Irish-Americans welcomed the war as a chance to smite the British. Recalling the United Irish martyrs of 1798, a New York immigrant exhorted, “Erin, avenge your murdered sons.” In mid-June 1812, on the eve of war, the Royal Navy seized and impressed thirty Irish immigrants from an American merchant ship, the Alexander. By taking them when within sight of their land of liberty, the navy reiterated the British position that the migrants remained the king’s subjects. New York City’s Irish-American newspaper, the Shamrock, erupted: “Merciful God! When will the thirst of Britain for slavery and blood be quenched, or is it insatiable? Shall a day of retribution ever arrive?” Thrilled by the declaration of war, Irish-Americans predicted that the liberation of Canada would send shock waves through the British empire, producing a republican revolution to liberate Ireland.
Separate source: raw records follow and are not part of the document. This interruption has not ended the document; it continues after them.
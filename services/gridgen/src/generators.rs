//! Frame sources for each profile
//!
//! Generators are plain iterators so the shape of every profile's traffic can be
//! checked without a network. The engine decides pacing and when to stop pulling.

use std::ops::{Range, RangeInclusive};

use gridgen_protocols::modbus::{
    DEFAULT_UNIT_ID, FC_READ_HOLDING_REGISTERS, FC_WRITE_MULTIPLE_REGISTERS,
};
use gridgen_protocols::{Frame, RequestFrame};
use rand::Rng;

// ============================================================================
// Profile parameter envelopes
// ============================================================================

/// Register addresses polled by baseline traffic
pub const NORMAL_ADDRESS_RANGE: RangeInclusive<u16> = 100..=200;
/// Registers per baseline read
pub const NORMAL_COUNT_RANGE: RangeInclusive<u16> = 1..=10;
pub const NORMAL_FIRST_TRANSACTION_ID: u16 = 1;

pub const FLOOD_FIRST_TRANSACTION_ID: u16 = 10_000;
pub const FLOOD_ADDRESS: u16 = 100;
pub const FLOOD_COUNT: u16 = 10;

/// Protected register block targeted by unauthorized writes
pub const WRITE_ADDRESS_RANGE: RangeInclusive<u16> = 0..=99;
pub const WRITE_COUNT: u16 = 1;
pub const WRITE_FIRST_TRANSACTION_ID: u16 = 100;

/// Baseline reads: FC03, random address and quantity, transaction ids 1, 2, 3, ...
#[derive(Debug)]
pub struct NormalFrames<R> {
    rng: R,
    next_transaction_id: u16,
}

impl<R: Rng> NormalFrames<R> {
    pub fn new(rng: R) -> Self {
        Self {
            rng,
            next_transaction_id: NORMAL_FIRST_TRANSACTION_ID,
        }
    }
}

impl<R: Rng> Iterator for NormalFrames<R> {
    type Item = RequestFrame;

    fn next(&mut self) -> Option<Self::Item> {
        let transaction_id = self.next_transaction_id;
        self.next_transaction_id = self.next_transaction_id.wrapping_add(1);

        Some(RequestFrame::new(
            transaction_id,
            DEFAULT_UNIT_ID,
            FC_READ_HOLDING_REGISTERS,
            self.rng.gen_range(NORMAL_ADDRESS_RANGE),
            self.rng.gen_range(NORMAL_COUNT_RANGE),
        ))
    }
}

/// Flood reads: identical FC03 requests, only the transaction id moves
#[derive(Debug)]
pub struct FloodFrames {
    next_transaction_id: u16,
}

impl FloodFrames {
    pub fn new() -> Self {
        Self {
            next_transaction_id: FLOOD_FIRST_TRANSACTION_ID,
        }
    }
}

impl Default for FloodFrames {
    fn default() -> Self {
        Self::new()
    }
}

impl Iterator for FloodFrames {
    type Item = RequestFrame;

    fn next(&mut self) -> Option<Self::Item> {
        let transaction_id = self.next_transaction_id;
        self.next_transaction_id = self.next_transaction_id.wrapping_add(1);

        Some(RequestFrame::new(
            transaction_id,
            DEFAULT_UNIT_ID,
            FC_READ_HOLDING_REGISTERS,
            FLOOD_ADDRESS,
            FLOOD_COUNT,
        ))
    }
}

/// Port scan: one default request per port, transaction id = port
#[derive(Debug)]
pub struct ScanTargets {
    ports: Range<u16>,
}

impl ScanTargets {
    /// Ports `start_port..end_port` (end exclusive)
    pub fn new(start_port: u16, end_port: u16) -> Self {
        Self {
            ports: start_port..end_port,
        }
    }
}

impl Iterator for ScanTargets {
    type Item = (u16, RequestFrame);

    fn next(&mut self) -> Option<Self::Item> {
        let port = self.ports.next()?;
        Some((
            port,
            RequestFrame::new(
                port,
                DEFAULT_UNIT_ID,
                FC_READ_HOLDING_REGISTERS,
                FLOOD_ADDRESS,
                FLOOD_COUNT,
            ),
        ))
    }

    fn size_hint(&self) -> (usize, Option<usize>) {
        self.ports.size_hint()
    }
}

/// Unauthorized writes: FC16, one register in the protected block
#[derive(Debug)]
pub struct WriteFrames<R> {
    rng: R,
    next_transaction_id: u16,
}

impl<R: Rng> WriteFrames<R> {
    pub fn new(rng: R) -> Self {
        Self {
            rng,
            next_transaction_id: WRITE_FIRST_TRANSACTION_ID,
        }
    }
}

impl<R: Rng> Iterator for WriteFrames<R> {
    type Item = RequestFrame;

    fn next(&mut self) -> Option<Self::Item> {
        let transaction_id = self.next_transaction_id;
        self.next_transaction_id = self.next_transaction_id.wrapping_add(1);

        Some(RequestFrame::new(
            transaction_id,
            DEFAULT_UNIT_ID,
            FC_WRITE_MULTIPLE_REGISTERS,
            self.rng.gen_range(WRITE_ADDRESS_RANGE),
            WRITE_COUNT,
        ))
    }
}

/// Random garbage payloads
#[derive(Debug)]
pub struct MalformedFrames<R> {
    rng: R,
}

impl<R: Rng> MalformedFrames<R> {
    pub fn new(rng: R) -> Self {
        Self { rng }
    }
}

impl<R: Rng> Iterator for MalformedFrames<R> {
    type Item = Frame;

    fn next(&mut self) -> Option<Self::Item> {
        Some(Frame::malformed(&mut self.rng))
    }
}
The Shamrock insisted, “Ireland will be rescued from British bondage on the plains of CANADA.” On July 4, Irishmen in Philadelphia offered this toast: “May the Canadian Beaver, soon liberated by the warlike genius of the Republican Eagle, prove the precursor of freedom, to the chained wolf dog of Ireland.” Irish-American editors and politicians promoted enlistment in the American army, navy, and privateers. Ned Myers recalled serving with an Irish-born boatswain: “His religion was to hate an Englishman.” As in other American wars, the military relied heavily on immigrant recruits, which in 1812 meant the Irish.
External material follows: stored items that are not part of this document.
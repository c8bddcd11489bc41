//! Command line interface

use std::path::PathBuf;
use std::time::Duration;

use clap::{Parser, Subcommand};
use errors::GridgenResult;

use crate::config::GeneratorConfig;
use crate::profile::{
    FloodSpec, MalformedSpec, MixedSpec, NormalSpec, ProfileKind, ProfileSpec, ScanSpec,
    WriteSpec,
};
use crate::suite::SuiteSpec;

#[derive(Debug, Parser)]
#[command(name = "gridgen")]
#[command(about = "Synthetic Modbus/TCP traffic generator for exercising intrusion detection")]
#[command(long_about = "Synthetic Modbus/TCP traffic generator for exercising intrusion detection

Profiles:
  normal      Baseline FC03 polling at a steady rate
  flood       High-rate identical FC03 requests
  scan        One connection per port across a range
  write       FC16 writes into the protected register block
  malformed   Random byte strings that are not valid Modbus
  mixed       Flood, scan and writes concurrently
  suite       Every profile in sequence, framed by baseline traffic

Examples:
  gridgen -H 192.168.1.10 normal -d 60 -r 5
  gridgen flood -d 0                    # until Ctrl+C
  gridgen scan --start 500 --end 520
  gridgen --seed 42 malformed -n 100
  gridgen mixed -n 2 --pause-ms 500")]
#[command(version)]
pub struct Cli {
    #[command(subcommand)]
    pub command: Command,

    /// Target host (default: local outbound address)
    #[arg(short = 'H', long, global = true)]
    pub host: Option<String>,

    /// Target port (default: 502)
    #[arg(short, long, global = true)]
    pub port: Option<u16>,

    /// Configuration file (YAML, TOML or JSON)
    #[arg(short, long, global = true)]
    pub config: Option<PathBuf>,

    /// Connect/write timeout per frame in milliseconds
    #[arg(long, global = true)]
    pub timeout_ms: Option<u64>,

    /// RNG seed for reproducible traffic
    #[arg(long, global = true)]
    pub seed: Option<u64>,

    /// Progress log period in seconds (0 disables)
    #[arg(long, global = true)]
    pub report_interval: Option<u64>,

    /// Also write daily rolling log files to this directory
    #[arg(long, global = true)]
    pub log_dir: Option<PathBuf>,

    /// Enable debug logging
    #[arg(short, long, global = true)]
    pub verbose: bool,

    /// Disable colored output
    #[arg(long, global = true)]
    pub no_color: bool,
}

#[derive(Debug, Clone, PartialEq, Eq, Subcommand)]
pub enum Command {
    /// Baseline polling traffic
    Normal {
        /// Seconds to run
        #[arg(short, long, default_value_t = 30)]
        duration: u64,

        /// Packets per second
        #[arg(short, long, default_value_t = 10)]
        rate: u32,
    },

    /// Request flood
    Flood {
        /// Seconds to run (0 runs until interrupted)
        #[arg(short, long, default_value_t = 10)]
        duration: u64,

        /// Packets per second (10000 and above is unpaced)
        #[arg(short, long, default_value_t = 1000)]
        rate: u32,
    },

    /// Port scan
    Scan {
        /// First port
        #[arg(long, default_value_t = 500)]
        start: u16,

        /// End port (exclusive)
        #[arg(long, default_value_t = 520)]
        end: u16,

        /// Milliseconds between ports
        #[arg(long, default_value_t = 100)]
        delay_ms: u64,
    },

    /// Unauthorized register writes
    #[command(alias = "unauthorized-write")]
    Write {
        /// Number of writes
        #[arg(short = 'n', long, default_value_t = 50)]
        count: u32,

        /// Milliseconds between writes
        #[arg(long, default_value_t = 200)]
        delay_ms: u64,
    },

    /// Malformed frames
    Malformed {
        /// Number of frames
        #[arg(short = 'n', long, default_value_t = 20)]
        count: u32,

        /// Milliseconds between frames
        #[arg(long, default_value_t = 100)]
        delay_ms: u64,
    },

    /// Concurrent flood, scan and write vectors
    Mixed {
        /// Repeats of every vector (overrides the built-in counts)
        #[arg(short = 'n', long)]
        repeats: Option<u32>,

        /// Milliseconds between repeats of every vector
        #[arg(long)]
        pause_ms: Option<u64>,

        /// Flood bursts (default 5)
        #[arg(long)]
        flood_repeats: Option<u32>,

        /// Scan passes (default 3)
        #[arg(long)]
        scan_repeats: Option<u32>,

        /// Write batches (default 10)
        #[arg(long)]
        write_repeats: Option<u32>,
    },

    /// Scripted sequence of every profile
    Suite {
        /// Seconds to pause between phases
        #[arg(long, default_value_t = 3)]
        settle: u64,
    },
}

/// What a command will run
#[derive(Debug, Clone, PartialEq, Eq)]
pub enum Plan {
    Profile(ProfileSpec),
    Suite(SuiteSpec),
}

impl Plan {
    pub fn name(&self) -> &'static str {
        match self {
            Plan::Profile(spec) => spec.name(),
            Plan::Suite(_) => "suite",
        }
    }

    pub fn validate(&self) -> GridgenResult<()> {
        match self {
            Plan::Profile(spec) => spec.validate(),
            Plan::Suite(suite) => suite.validate(),
        }
    }
}

impl Command {
    pub fn plan(&self) -> Plan {
        let profile = match *self {
            Command::Normal { duration, rate } => ProfileSpec::Normal(NormalSpec {
                duration: Duration::from_secs(duration),
                rate,
            }),
            Command::Flood { duration, rate } => ProfileSpec::Flood(FloodSpec {
                duration: (duration > 0).then(|| Duration::from_secs(duration)),
                rate,
            }),
            Command::Scan {
                start,
                end,
                delay_ms,
            } => ProfileSpec::Scan(ScanSpec {
                start_port: start,
                end_port: end,
                delay: Duration::from_millis(delay_ms),
            }),
            Command::Write { count, delay_ms } => ProfileSpec::UnauthorizedWrite(WriteSpec {
                count,
                delay: Duration::from_millis(delay_ms),
            }),
            Command::Malformed { count, delay_ms } => ProfileSpec::Malformed(MalformedSpec {
                count,
                delay: Duration::from_millis(delay_ms),
            }),
            Command::Mixed {
                repeats,
                pause_ms,
                flood_repeats,
                scan_repeats,
                write_repeats,
            } => {
                let mut mixed = MixedSpec::default();
                for vector in &mut mixed.vectors {
                    let specific = match vector.profile.kind() {
                        ProfileKind::Flood => flood_repeats,
                        ProfileKind::Scan => scan_repeats,
                        ProfileKind::UnauthorizedWrite => write_repeats,
                        _ => None,
                    };
                    if let Some(n) = specific.or(repeats) {
                        vector.repeats = n;
                    }
                    if let Some(ms) = pause_ms {
                        vector.pause = Duration::from_millis(ms);
                    }
                }
                ProfileSpec::Mixed(mixed)
            },
            Command::Suite { settle } => {
                return Plan::Suite(SuiteSpec {
                    settle: Duration::from_secs(settle),
                    ..SuiteSpec::full()
                })
            },
        };
        Plan::Profile(profile)
    }
}

impl Cli {
    /// Flags override file and environment settings
    pub fn apply_overrides(&self, config: &mut GeneratorConfig) {
        if let Some(host) = &self.host {
            config.target.host = Some(host.clone());
        }
        if let Some(port) = self.port {
            config.target.port = port;
        }
        if let Some(timeout_ms) = self.timeout_ms {
            config.transmit_timeout_ms = timeout_ms;
        }
        if self.seed.is_some() {
            config.seed = self.seed;
        }
        if let Some(secs) = self.report_interval {
            config.report_interval_secs = secs;
        }
        if let Some(dir) = &self.log_dir {
            config.logging.dir = Some(dir.clone());
        }
        if self.verbose {
            config.logging.level = "debug".to_string();
        }
    }
}

#[cfg(test)]
#[allow(clippy::disallowed_methods)] // Test code - unwrap is acceptable
mod tests {
    use super::*;
    use clap::CommandFactory;

    fn parse(args: &[&str]) -> Cli {
        Cli::try_parse_from(std::iter::once("gridgen").chain(args.iter().copied())).unwrap()
    }

    #[test]
    fn test_cli_definition() {
        Cli::command().debug_assert();
    }

    #[test]
    fn test_profile_defaults() {
        assert_eq!(
            parse(&["normal"]).command.plan(),
            Plan::Profile(ProfileSpec::Normal(NormalSpec {
                duration: Duration::from_secs(30),
                rate: 10,
            }))
        );
        assert_eq!(
            parse(&["flood"]).command.plan(),
            Plan::Profile(ProfileSpec::Flood(FloodSpec {
                duration: Some(Duration::from_secs(10)),
                rate: 1000,
            }))
        );
        assert_eq!(
            parse(&["scan"]).command.plan(),
            Plan::Profile(ProfileSpec::Scan(ScanSpec::default()))
        );
        assert_eq!(
            parse(&["write"]).command.plan(),
            Plan::Profile(ProfileSpec::UnauthorizedWrite(WriteSpec {
                count: 50,
                ..Default::default()
            }))
        );
        assert_eq!(
            parse(&["malformed"]).command.plan(),
            Plan::Profile(ProfileSpec::Malformed(MalformedSpec {
                count: 20,
                ..Default::default()
            }))
        );
        assert_eq!(
            parse(&["mixed"]).command.plan(),
            Plan::Profile(ProfileSpec::Mixed(MixedSpec::default()))
        );
        assert_eq!(parse(&["suite"]).command.plan(), Plan::Suite(SuiteSpec::full()));
    }

    #[test]
    fn test_flood_zero_duration_is_unbounded() {
        let plan = parse(&["flood", "-d", "0", "-r", "20000"]).command.plan();
        assert_eq!(
            plan,
            Plan::Profile(ProfileSpec::Flood(FloodSpec {
                duration: None,
                rate: 20_000,
            }))
        );
        plan.validate().unwrap();
    }

    #[test]
    fn test_mixed_parameters() {
        let repeats_of = |plan: Plan| -> Vec<(ProfileKind, u32, Duration)> {
            let Plan::Profile(ProfileSpec::Mixed(mixed)) = plan else {
                panic!("not a mixed plan");
            };
            mixed
                .vectors
                .iter()
                .map(|v| (v.profile.kind(), v.repeats, v.pause))
                .collect()
        };

        let scaled = repeats_of(parse(&["mixed", "--repeats", "2"]).command.plan());
        assert!(scaled.iter().all(|(_, repeats, _)| *repeats == 2));

        let tuned = repeats_of(
            parse(&["mixed", "-n", "4", "--flood-repeats", "7", "--pause-ms", "500"])
                .command
                .plan(),
        );
        let half_second = Duration::from_millis(500);
        assert_eq!(
            tuned,
            vec![
                (ProfileKind::Flood, 7, half_second),
                (ProfileKind::Scan, 4, half_second),
                (ProfileKind::UnauthorizedWrite, 4, half_second),
            ]
        );

        let defaults = repeats_of(parse(&["mixed", "--scan-repeats", "1"]).command.plan());
        assert_eq!(
            defaults,
            vec![
                (ProfileKind::Flood, 5, Duration::from_secs(1)),
                (ProfileKind::Scan, 1, Duration::from_secs(3)),
                (ProfileKind::UnauthorizedWrite, 10, Duration::from_secs(2)),
            ]
        );

        let zero = parse(&["mixed", "--write-repeats", "0"]).command.plan();
        assert!(zero.validate().is_err());
    }

    #[test]
    fn test_unauthorized_write_alias() {
        let cli = parse(&["unauthorized-write", "-n", "5"]);
        assert_eq!(cli.command.plan().name(), "unauthorized-write");
    }

    #[test]
    fn test_invalid_parameters_fail_validation() {
        assert!(parse(&["normal", "-r", "0"]).command.plan().validate().is_err());
        assert!(parse(&["scan", "--start", "520", "--end", "500"])
            .command
            .plan()
            .validate()
            .is_err());
        assert!(parse(&["malformed", "-n", "0"]).command.plan().validate().is_err());
    }

    #[test]
    fn test_global_flags_override_config() {
        let cli = parse(&[
            "scan",
            "-H",
            "10.0.0.5",
            "-p",
            "1502",
            "--timeout-ms",
            "300",
            "--seed",
            "9",
            "--report-interval",
            "0",
            "--log-dir",
            "/tmp/gg",
            "-v",
        ]);

        let mut config = GeneratorConfig::default();
        cli.apply_overrides(&mut config);

        assert_eq!(config.target.host.as_deref(), Some("10.0.0.5"));
        assert_eq!(config.target.port, 1502);
        assert_eq!(config.transmit_timeout_ms, 300);
        assert_eq!(config.seed, Some(9));
        assert_eq!(config.report_interval(), None);
        assert_eq!(config.logging.dir, Some(PathBuf::from("/tmp/gg")));
        assert_eq!(config.logging.level, "debug");
    }

    #[test]
    fn test_no_flags_leave_config_untouched() {
        let cli = parse(&["mixed"]);
        let mut config = GeneratorConfig::default();
        config.seed = Some(3);
        cli.apply_overrides(&mut config);

        let mut expected = GeneratorConfig::default();
        expected.seed = Some(3);
        assert_eq!(config, expected);
    }

    #[test]
    fn test_unknown_profile_rejected() {
        assert!(Cli::try_parse_from(["gridgen", "syn"]).is_err());
    }
}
The illustration above is of The Battle of Ridgeway fought near Fort Erie, across the Niagara River from Buffalo, New York, on June 2, 1866. The battle was between British and Irish-American irregular troops, known as the Fenians. The term Fenian was not in use in 1812 but was adopted later in the century. The continued attacks during the nineteenth century by Irish-Americans on the British colonies of North America were a major impetus behind Canadian confederation in 1867. The title of this post and illustration is anachronistic which is a charge that applies to all history and which accounts for its value.